La sociedad española vive algo así como un platonismo invertido, en el que si no se mata por los hijos, es que uno, realmente, no los quiere. De este modo, si yo veo a mi hijo al pie de una rotonda o en medio de una calle, me paro y lo recojo. Obstaculizo el tráfico durante no importa cuánto tiempo, pero lo recojo. Y si mi hijo le ha pegado una pedrada a un adulto, que éste no intente decirle una palabra, porque yo me encaro con él y hago que le suplique disculpas a mi hijo, a mamporros si hace falta. A mi hijo, en todo caso, le reñirá su maestra... si tiene una grabación nítida en la que se ve claramente lo que ha hecho. Porque si lo único que tiene son pruebas circunstanciales, tales como que mi hijo estaba en la clase en la hora del recreo y ese día en esa clase, desapareció dinero de las maletas de sus compañeros, ya me encargaré yo de amenazar el centro con una denuncia si se atreven a acusarlo de algo. Yo, por mi hijo, mato. Mato a quienes él lesione, robe o agreda de algún modo. Mato a quienes quieran educarlo de otra manera que no sea divirtiéndolo, mato a quienes quieran inculcarle el menor género de regla moral de valor universal, mato a quien se atreva a ostentar ante él una verdad que le incomode lo más mínimo.
Lo más sorprende de este modo de pensar es que se hace pasar por cariño paternal cuando se trata de simple egoísmo. Nadie tiene toda la razón del mundo por el hecho de ser rico, blanco, judío o mi hijo. Ponerse ciegamente de parte de alguien es adoptar la vía de la mínima resistencia, negarse a buscar la verdad, acatar una autoridad infalible para no tener que preocuparse demasiado. Durante la mayor parte del tiempo, es la manera perfecta de evitar problemas, confrontaciones y desagradables enfados.
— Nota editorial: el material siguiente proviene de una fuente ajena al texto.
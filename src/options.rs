//! Configuration options for loading and dumping token streams.
//!
//! This module provides types to customize how an input string is split into
//! tokens:
//!
//! - [`LoadOptions`]: Main configuration struct
//! - [`Delimiter`]: Choice of token delimiter (slash, comma, or pipe)
//!
//! ## Examples
//!
//! ```rust
//! use slashload::{load_with_options, Delimiter, IntDecoder, LoadOptions, SeqDecoder};
//!
//! let options = LoadOptions::new().with_delimiter(Delimiter::Comma);
//! let numbers = load_with_options("3,1,2,3", &SeqDecoder::new(IntDecoder), &options).unwrap();
//! assert_eq!(numbers, vec![1, 2, 3]);
//! ```

/// Delimiter choice for token streams.
///
/// The wire format separates tokens with a single character. Slash is the
/// default; comma and pipe are available for inputs where slashes occur in
/// token content.
///
/// # Examples
///
/// ```rust
/// use slashload::Delimiter;
///
/// assert_eq!(Delimiter::Slash.as_char(), '/');
/// assert_eq!(Delimiter::Comma.as_char(), ',');
/// assert_eq!(Delimiter::Pipe.as_char(), '|');
/// ```
#[derive(Clone, Copy, Debug, PartialEq, Eq, Default)]
pub enum Delimiter {
    #[default]
    Slash,
    Comma,
    Pipe,
}

impl Delimiter {
    /// Returns the character this delimiter splits on.
    #[must_use]
    pub const fn as_char(&self) -> char {
        match self {
            Delimiter::Slash => '/',
            Delimiter::Comma => ',',
            Delimiter::Pipe => '|',
        }
    }
}

/// Configuration options for loading and dumping.
///
/// # Examples
///
/// ```rust
/// use slashload::{Delimiter, LoadOptions};
///
/// // Default slash-delimited format
/// let options = LoadOptions::new();
/// assert_eq!(options.delimiter, Delimiter::Slash);
///
/// // Comma-delimited
/// let options = LoadOptions::new().with_delimiter(Delimiter::Comma);
/// ```
#[derive(Clone, Debug, Default, PartialEq, Eq)]
pub struct LoadOptions {
    pub delimiter: Delimiter,
}

impl LoadOptions {
    /// Creates default options (slash-delimited).
    ///
    /// # Examples
    ///
    /// ```rust
    /// use slashload::LoadOptions;
    ///
    /// let options = LoadOptions::new();
    /// assert_eq!(options.delimiter.as_char(), '/');
    /// ```
    #[must_use]
    pub fn new() -> Self {
        Self::default()
    }

    /// Sets the delimiter tokens are split on.
    ///
    /// # Examples
    ///
    /// ```rust
    /// use slashload::{Delimiter, LoadOptions};
    ///
    /// let options = LoadOptions::new().with_delimiter(Delimiter::Pipe);
    /// assert_eq!(options.delimiter.as_char(), '|');
    /// ```
    #[must_use]
    pub fn with_delimiter(mut self, delimiter: Delimiter) -> Self {
        self.delimiter = delimiter;
        self
    }
}
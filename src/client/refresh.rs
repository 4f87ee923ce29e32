//! Single-flight coordination for token refresh.

use std::future::Future;
use std::sync::{Arc, Mutex};

use futures::future::{BoxFuture, FutureExt, Shared};

/// Handle to the shared in-flight refresh operation.
///
/// Resolves to the new access token, or `None` when the refresh failed
/// and the session is gone.
pub type RefreshHandle = Shared<BoxFuture<'static, Option<String>>>;

/// Coalesces concurrent token refreshes into one outstanding operation.
///
/// State machine: `Idle -> Refreshing -> Idle`. While a refresh is in
/// flight, every caller receives a clone of the same shared future, so at
/// most one refresh request exists system-wide and all waiters observe the
/// same outcome. The slot is cleared by the wrapped future itself, before
/// any waiter resolves, so the next miss always starts a fresh attempt
/// rather than reusing a settled one.
#[derive(Clone, Default)]
pub struct RefreshCoordinator {
    inflight: Arc<Mutex<Option<RefreshHandle>>>,
}

impl RefreshCoordinator {
    pub fn new() -> Self {
        Self::default()
    }

    /// Return the in-flight refresh if one exists, otherwise start
    /// `refresh` and share it with every caller arriving before it settles.
    ///
    /// The lock guards only the install/lookup of the handle; it is never
    /// held across an await point.
    pub fn get_or_start<F, Fut>(&self, refresh: F) -> RefreshHandle
    where
        F: FnOnce() -> Fut,
        Fut: Future<Output = Option<String>> + Send + 'static,
    {
        let mut slot = self.inflight.lock().expect("refresh slot lock poisoned");
        if let Some(handle) = slot.as_ref() {
            tracing::debug!("refresh already in flight; joining existing operation");
            return handle.clone();
        }
        let fut = refresh();
        let inflight = Arc::clone(&self.inflight);
        let handle = async move {
            let outcome = fut.await;
            // Back to Idle before waiters see the outcome.
            inflight
                .lock()
                .expect("refresh slot lock poisoned")
                .take();
            outcome
        }
        .boxed()
        .shared();
        *slot = Some(handle.clone());
        handle
    }

    #[cfg(test)]
    fn is_idle(&self) -> bool {
        self.inflight
            .lock()
            .expect("refresh slot lock poisoned")
            .is_none()
    }
}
Aún mejor, cuando éstos son inevitables, resulta extremadamente fácil echarle la culpa al otro, al impaciente que nos pita desde el coche de atrás, a la ineficacia del centro en el que se educó nuestro hijo, al maestro que no cumplió el deber que yo tuve a bien inventarme para escabullir mis propios deberes o al mamarracho que se queja por la pedrada de un pobre niño que ya ve Ud. qué daño puede haberle hecho. En medio de la cálida condescendencia paternal, de esta dulce nube de irresponsabilidad, se va encubando el terrible huevo de una serpiente. Porque lo que no quiere apreciar ninguno de los que mata por sus hijos, de los que defienden lo indefendible, de quienes se paran en mitad de una calle o una rotonda para evitar que el tierno adolescente de una zancada más, es el mensaje que está trasmitiendo. Un mensaje, por lo demás, muy claro, a saber, que ninguna regla, ninguna norma, ninguna ley, vale nada cuando yo me encapricho en lo contrario. Y esto, amigos míos, es lo último que un padre debe enseñar a un hijo al que quiera, porque es, en estado puro, el ácido que disuelve cualquier forma de convivencia humana, incluyendo la familiar.